Evaluation of Various Methods of Liver Measurement in Comparison to Volumetric Segmentation Based on Computed Tomography
by
, , , , , , ,
Maciej Cebula
1
,
Angelika Biernacka
2,
Oskar Bożek
3,4,
Bartosz Kokoszka
3,4,
Sylwia Kazibut
2,
Anna Kujszczyk
3,4,
Monika Kulig-Kulesza
5,
Sandra Modlińska
3,4,
Jakub Kufel
3,4,*
,
Michał Azierski
6,7
,
Filip Szydło
2,
Mateusz Winder
3,4,
Joanna Pilch-Kowalczyk
4 and
Katarzyna Gruszczyńska
4 1
Individual Medical Practice, 40-754 Katowice, Poland
2
Department of Radiodiagnostics and Invasive Radiology, University Clinical Center Prof. Kornel Gibiński of the Medical University of Silesia in Katowice, 40-752 Katowice, Poland
3
Department of Radiodiagnostics, Invasive Radiology and Nuclear Medicine, Faculty of Medical Sciences, Medical University of Silesia, 40-752 Katowice, Poland
4
Department of Radiology and Nuclear Medicine, Faculty of Medical Sciences, Medical University of Silesia, 40-752 Katowice, Poland
5
Department of Radiology and Radiodiagnostics in Zabrze, Medical University of Silesia, 41-800 Katowice, Poland
6
Students’ Scientific Association of MedTech, Medical University of Silesia, 40-055 Katowice, Poland
7
Students’ Scientific Association of Computer Analysis and Artificial Intelligence, Department of Radiology and Nuclear Medicine, Medical University of Silesia, 40-752 Katowice, Poland
*
Author to whom correspondence should be addressed.
J. Clin.

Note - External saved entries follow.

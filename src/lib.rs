//! Disc Hero - simulation core of a disc-platform action RPG
//!
//! Core modules:
//! - `random`: Seeded xorshift generator used by every procedural system
//! - `sim`: Deterministic simulation (hero, enemies, bullets, combat, tick)
//! - `world`: Procedural overworld cells and dungeons built from disc graphs
//! - `content`: Enemy and boss definitions driving the simulation
//! - `render`: Read-only rendering boundary for the presentation layer
//! - `persistence`: Save/load of recipe data through a key-value store
//! - `settings`: Player-facing configuration

pub mod content;
pub mod persistence;
pub mod random;
pub mod render;
pub mod settings;
pub mod sim;
pub mod world;

pub use random::Random;
pub use settings::{Difficulty, Settings};

use glam::Vec2;

/// Game configuration constants
pub mod consts {
    /// Fixed simulation timestep in milliseconds (50 Hz)
    pub const FRAME_LENGTH: f32 = 20.0;
    /// Fixed simulation timestep in seconds
    pub const FRAME_SECONDS: f32 = FRAME_LENGTH / 1000.0;
    /// Maximum substeps per frame to prevent spiral of death
    pub const MAX_SUBSTEPS: u32 = 8;

    /// Side length of an overworld cell
    pub const CELL_SIZE: f32 = 2000.0;
    /// Number of generated cells kept in memory
    pub const CELL_CACHE_CAPACITY: usize = 100;
    /// Distance around the hero whose cells must be loaded
    pub const VISIBILITY_RADIUS: f32 = 1200.0;

    /// Two discs are linked when they overlap by at least this much
    pub const LINK_MARGIN: f32 = 16.0;
    /// Overlap used when attaching generated discs to the graph
    pub const GENERATION_OVERLAP: f32 = 32.0;
    /// Placed discs may not overlap any other disc by more than this
    pub const MAX_GENERATION_OVERLAP: f32 = 64.0;
    /// Shrink-and-retry attempts before a candidate disc is discarded
    pub const PLACEMENT_ATTEMPTS: u32 = 3;
    /// Radius multiplier applied on every failed placement attempt
    pub const PLACEMENT_SHRINK: f32 = 0.75;

    /// Hero defaults
    pub const HERO_RADIUS: f32 = 20.0;
    pub const HERO_SPEED: f32 = 250.0;
    pub const HERO_BASE_DAMAGE: f32 = 8.0;
    pub const HERO_DAMAGE_GROWTH: f32 = 1.15;
    pub const HERO_BASE_ATTACKS_PER_SECOND: f32 = 1.5;
    pub const HERO_ATTACK_SPEED_PER_LEVEL: f32 = 0.02;
    pub const HERO_BASE_LIFE: f32 = 100.0;
    pub const HERO_LIFE_GROWTH: f32 = 1.15;
    /// Window (in frames) over which burst damage to the hero is capped
    pub const HERO_DAMAGE_FRAME_COUNT: u64 = 5;
    /// Charge needed to arm a charged attack
    pub const MAX_CHARGE: f32 = 1.0;
    pub const CHARGED_DAMAGE_MULTIPLIER: f32 = 3.0;
    pub const CHARGED_SIZE_MULTIPLIER: f32 = 1.5;
    /// Charge granted by a full-strength shot's first hit
    pub const CHARGE_PER_HIT: f32 = 0.05;

    /// Experience (f64 so the ceil'd curves land on exact integers)
    pub const BASE_XP: f64 = 5.0;
    pub const XP_GROWTH: f64 = 1.2;

    /// Enemy scaling
    pub const ENEMY_BASE_SPEED: f32 = 100.0;
    /// Seconds a level-0 enemy with `max_life = 1` should survive the hero
    pub const BASE_FIGHT_DURATION: f32 = 2.0;
    pub const FIGHT_DURATION_PER_LEVEL: f32 = 0.05;
    /// Fraction of hero life a `damage = 1` enemy hit removes
    pub const ENEMY_DAMAGE_FRACTION: f32 = 0.1;
    pub const ENEMY_ARMOR_FRACTION: f32 = 0.5;
    /// Random spread applied to enemy speed (+/-)
    pub const SPEED_JITTER: f32 = 0.1;
    /// Time after a boss fight starts before the boss activates (ms)
    pub const BOSS_INTRO_DURATION: f32 = 1000.0;

    /// Sine offsets of wavy bullets ramp in over this many ms
    pub const WAVE_RAMP_DURATION: f32 = 200.0;

    /// Loot and portals
    pub const LOOT_RADIUS: f32 = 16.0;
    pub const ACTIVE_LOOT_RANGE: f32 = 60.0;
    pub const PORTAL_RADIUS: f32 = 40.0;
}

/// Normalized angle to [-π, π)
#[inline]
pub fn normalize_angle(mut angle: f32) -> f32 {
    use std::f32::consts::PI;
    while angle >= PI {
        angle -= 2.0 * PI;
    }
    while angle < -PI {
        angle += 2.0 * PI;
    }
    angle
}

/// Rotate `theta` toward `target` by at most `delta`, taking the shorter way around
pub fn turn_towards_angle(theta: f32, delta: f32, target: f32) -> f32 {
    let diff = normalize_angle(target - theta);
    if diff.abs() <= delta {
        return normalize_angle(target);
    }
    normalize_angle(theta + delta.copysign(diff))
}

/// Convert polar (r, theta) to cartesian (x, y)
#[inline]
pub fn polar_to_cartesian(r: f32, theta: f32) -> Vec2 {
    Vec2::new(r * theta.cos(), r * theta.sin())
}

/// Angle of a vector in radians
#[inline]
pub fn heading(v: Vec2) -> f32 {
    v.y.atan2(v.x)
}

#[cfg(test)]
mod tests {
    use super::*;
    use std::f32::consts::PI;

    #[test]
    fn test_normalize_angle() {
        assert!((normalize_angle(1.5 * PI) + PI / 2.0).abs() < 1e-5);
        assert!((normalize_angle(-2.5 * PI) + PI / 2.0).abs() < 1e-5);
        assert!((normalize_angle(-PI / 2.0) + PI / 2.0).abs() < 1e-6);
    }

    #[test]
    fn test_turn_towards_takes_short_way() {
        // Target is 179° away counter-clockwise: the short way is positive
        let theta = turn_towards_angle(0.0, 0.1, PI - 0.05);
        assert!((theta - 0.1).abs() < 1e-6);

        // Mirror image turns negative
        let theta = turn_towards_angle(0.0, 0.1, -(PI - 0.05));
        assert!((theta + 0.1).abs() < 1e-6);
    }

    #[test]
    fn test_turn_towards_crosses_seam() {
        // From just below +π toward just above -π: cross the seam, don't sweep back through 0
        let theta = turn_towards_angle(PI - 0.05, 0.1, -PI + 0.05);
        assert!((theta - (-PI + 0.05)).abs() < 1e-5);

        let theta = turn_towards_angle(PI - 0.05, 0.06, -PI + 0.2);
        assert!(theta < 0.0, "should wrap to the negative side, got {theta}");
        assert!((theta - (-PI + 0.01)).abs() < 1e-4);
    }

    #[test]
    fn test_turn_towards_never_overshoots() {
        let theta = turn_towards_angle(1.0, 0.5, 1.2);
        assert!((theta - 1.2).abs() < 1e-6);
        for step in 0..50 {
            let start = step as f32 * 0.13 - 3.0;
            let next = turn_towards_angle(start, 0.2, 2.5);
            assert!(normalize_angle(next - start).abs() <= 0.2 + 1e-5);
        }
    }
}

Med. 2024, 13(13), 3634; https://doi.org/10.3390/jcm13133634
Submission received: 23 May 2024
/
Revised: 17 June 2024
/
Accepted: 17 June 2024
/
Published: 21 June 2024
(This article belongs to the Section Nuclear Medicine & Radiology)
Abstract
:Background: A reliable assessment of liver volume, necessary before transplantation, remains a challenge. Our work aimed to assess the differences in the evaluation and measurements of the liver between independent observers and compare different formulas calculating its volume in relation to volumetric segmentation. Methods: Eight researchers measured standard liver dimensions based on 105 abdominal computed tomography (CT) scans. Based on the results obtained, the volume of the liver was calculated using twelve different methods. An independent observer performed a volumetric segmentation of the livers based on the same CT examinations. Results: Significant differences were found between the formulas and in relation to volumetric segmentation, with the closest results obtained for the Heinemann et al. method. The measurements of individual observers differed significantly from one another. The observers also rated different numbers of livers as enlarged. Conclusions: Due to significant differences, despite its time-consuming nature, the use of volumetric liver segmentation in the daily assessment of liver volume seems to be the most accurate method.
1. Introduction
The assessment of liver size based on physical examination is disadvantageous, with a significant error possible due to considerable dependence on the experience of the examiner [1]. Therefore, a more reliable quantitative assessment of liver enlargement is possible in imaging studies, especially computed tomography (CT) and magnetic resonance (MRI). Volume estimation based on CT measurements is superior to that based on ultrasound, but its margin of error is still evident [2]. Three-dimensional imaging methods seem to be more accurate in this regard than two-dimensional ones. Currently, the need to move from two-dimensional to three-dimensional analysis is discussed more and more often, especially in the context of liver surgery. Although 3D segmentation technologies have been implemented for over a decade, traditional methods are still widely used in clinical practice. Our study aims to compare these older methods with modern techniques to better understand their limitations and provide insights into their comparison with current advanced techniques [3]. Currently, work has already begun on the use of the convolutional neural network to automate liver segmentation across different imaging modalities. While 3D liver segmentation is considered highly accurate, it is not without errors. Future studies could include post-surgical liver weighing and volume measurement as a more reliable reference standard [4,5]. The repeatability and reproducibility of liver measurements is a significant problem, especially in the case of manual measurements [6]. As liver volume estimation is mandatory prior to a living donor transplantation or partial resection, the mismatch between imaging and intraoperative findings is still a reported issue [7,8]. The tumor volume is a known confounding factor. The future remnant to total liver size assessment is faster when the total volume of the liver can be calculated from biometric data. The estimated total liver volume based on biometrics has been proposed particularly in order to size liver grafts in transplants [9]. Over the years, the number of formulas used to calculate the volume of the liver has increased, which has made it difficult to choose the best one. The use of such formulas may lead to over- or underestimation, which again may lead to an error in the assessment of potential liver failure after resection or transplantation. The number of publications comparing the proposed methods with volumetry remains scarce.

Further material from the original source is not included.